The concomitant manifestation of SAM on abdominal and neurovascular arteries is rare. We identified 12 published cases [6, 12,13,14,15,16,17,18,19,20,21,22]. The key features of these reported cases are summarized in Table 1.

Table 1 Segmental arterial mediolysis (SAM) with concomitant visceral or thoracic and neurovascular manifestation. A review of 12 previously published cases

There is no general treatment strategy for SAM-associated ruptured aneurysms. For abdominal aneurysms, endovascular treatment or surgery can be considered [23]. Intracranial dissecting aneurysms are usually not ideal surgical targets [24]. For vertebral artery dissections, parent vessel occlusion with coils is widely used [25]. For dissected intracranial arteries, which could not be occluded, stent reconstruction (with or without coil insertion) was for many years the only treatment option [26]. In the majority of cases, self-expanding stents developed to assist coil occlusion of aneurysms had been used. The implantation of flow diverters for this purpose has several advantages. The coverage of the dissected vessel is denser and the radial force is applied more evenly than with self-expanding stents. This may improve the re-adaptation of the separated vessel wall layers. There is very little hemodynamic impact of a self-expanding stent on a covered aneurysm. If, as in our patient, a dissection is the origin of a large saccular pseudoaneurysm, the hemodynamic effect of a flow diverter is advantageous to prevent (re-)rupture. Meanwhile flow diversion has become a recognized treatment option for intracranial dissections [27]. For this indication as for many others the required dual platelet function inhibition is a major drawback.

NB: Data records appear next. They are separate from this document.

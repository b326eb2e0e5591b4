//! Single-channel `i8` grids and the cell encoding constants.

use pathset_core::{ObsError, Position};
use pathset_space::Cell;

/// State channel value of a wall cell.
pub const WALL: i8 = 1;
/// State channel value of a free cell.
pub const FREE: i8 = 0;
/// State channel value of a cell outside the visible region.
pub const UNSEEN: i8 = -1;
/// State channel value of the agent's own cell.
pub const AGENT: i8 = 2;
/// Goal channel value of the goal cell.
pub const GOAL: i8 = 10;

/// State channel encoding of a grid cell.
pub fn encode_cell(cell: Cell) -> i8 {
    match cell {
        Cell::Free => FREE,
        Cell::Wall => WALL,
    }
}

/// A `rows x cols` array of `i8`, row-major.
#[derive(Clone, Debug, PartialEq, Eq, Hash)]
pub struct Channel {
    rows: u32,
    cols: u32,
    data: Vec<i8>,
}

impl Channel {
    /// A channel with every cell set to `value`.
    pub fn filled(rows: u32, cols: u32, value: i8) -> Self {
        Self {
            rows,
            cols,
            data: vec![value; rows as usize * cols as usize],
        }
    }

    /// Build a channel from a row-major buffer of length `rows * cols`.
    pub fn from_vec(rows: u32, cols: u32, data: Vec<i8>) -> Result<Self, ObsError> {
        let expected = rows as usize * cols as usize;
        if data.len() != expected {
            return Err(ObsError::BufferLength {
                rows,
                cols,
                actual: data.len(),
            });
        }
        Ok(Self { rows, cols, data })
    }

    /// Caller guarantees `data.len() == rows * cols`.
    pub(crate) fn from_raw(rows: u32, cols: u32, data: Vec<i8>) -> Self {
        debug_assert_eq!(data.len(), rows as usize * cols as usize);
        Self { rows, cols, data }
    }

    /// Number of rows.
    pub fn rows(&self) -> u32 {
        self.rows
    }

    /// Number of columns.
    pub fn cols(&self) -> u32 {
        self.cols
    }

    /// `(rows, cols)`.
    pub fn shape(&self) -> (u32, u32) {
        (self.rows, self.cols)
    }

    fn index(&self, pos: Position) -> Option<usize> {
        if pos.row < 0 || pos.col < 0 || pos.row as u32 >= self.rows || pos.col as u32 >= self.cols
        {
            return None;
        }
        Some(pos.row as usize * self.cols as usize + pos.col as usize)
    }

    pub(crate) fn out_of_bounds(&self, position: Position) -> ObsError {
        ObsError::OutOfBounds {
            position,
            rows: self.rows,
            cols: self.cols,
        }
    }

    /// Value at `pos`, or `None` when out of bounds.
    pub fn get(&self, pos: Position) -> Option<i8> {
        self.index(pos).map(|i| self.data[i])
    }

    /// Overwrite the value at `pos`.
    pub fn set(&mut self, pos: Position, value: i8) -> Result<(), ObsError> {
        let i = self.index(pos).ok_or_else(|| self.out_of_bounds(pos))?;
        self.data[i] = value;
        Ok(())
    }

    /// Number of cells holding `value`.
    pub fn count(&self, value: i8) -> usize {
        self.data.iter().filter(|&&v| v == value).count()
    }

    /// Positions holding `value`, in row-major order.
    pub fn positions_of(&self, value: i8) -> Vec<Position> {
        let cols = self.cols as usize;
        self.data
            .iter()
            .enumerate()
            .filter(|(_, &v)| v == value)
            .map(|(i, _)| Position::new((i / cols) as i32, (i % cols) as i32))
            .collect()
    }

    /// Row-major values.
    pub fn as_slice(&self) -> &[i8] {
        &self.data
    }

    /// Consume the channel, returning its buffer.
    pub fn into_vec(self) -> Vec<i8> {
        self.data
    }
}

#[cfg(test)]
mod tests {
    use super::*;

    #[test]
    fn filled_and_set() {
        let mut ch = Channel::filled(2, 3, UNSEEN);
        assert_eq!(ch.count(UNSEEN), 6);
        ch.set(Position::new(1, 2), AGENT).unwrap();
        assert_eq!(ch.get(Position::new(1, 2)), Some(AGENT));
        assert_eq!(ch.positions_of(AGENT), vec![Position::new(1, 2)]);
        assert_eq!(ch.as_slice()[5], AGENT);
    }

    #[test]
    fn set_out_of_bounds_fails() {
        let mut ch = Channel::filled(2, 2, FREE);
        let err = ch.set(Position::new(2, 0), AGENT).unwrap_err();
        assert_eq!(
            err,
            ObsError::OutOfBounds {
                position: Position::new(2, 0),
                rows: 2,
                cols: 2
            }
        );
        assert_eq!(ch.get(Position::new(-1, 0)), None);
    }

    #[test]
    fn from_vec_checks_length() {
        assert!(Channel::from_vec(2, 2, vec![0; 4]).is_ok());
        assert_eq!(
            Channel::from_vec(2, 2, vec![0; 5]),
            Err(ObsError::BufferLength {
                rows: 2,
                cols: 2,
                actual: 5
            })
        );
    }

    #[test]
    fn cell_encoding() {
        assert_eq!(encode_cell(Cell::Wall), 1);
        assert_eq!(encode_cell(Cell::Free), 0);
    }
}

The initial presentation of SAM can be fulminant, as demonstrated by our patient. If this phase is survived, long-term disease-free survival has been reported [7].

Conclusion

Structural disorders to the arterial tunica media may cause unusual clinical situations. Among those the concomitant abdominal and subarachnoid hemorrhage is a therapeutic challenge. In patients with unusual clinical presentations such as concomitant abdominal and subarachnoid hemorrhage it is important to keep structural vessel disorders such as SAM as a differential diagnosis in mind. Dissecting intracranial aneurysms are a good indication for flow diverter treatment. As the coincidence of abdominal and intracranial aneurysms is a rare event, genetic testing for the management of the patients and risk assessment is recommended.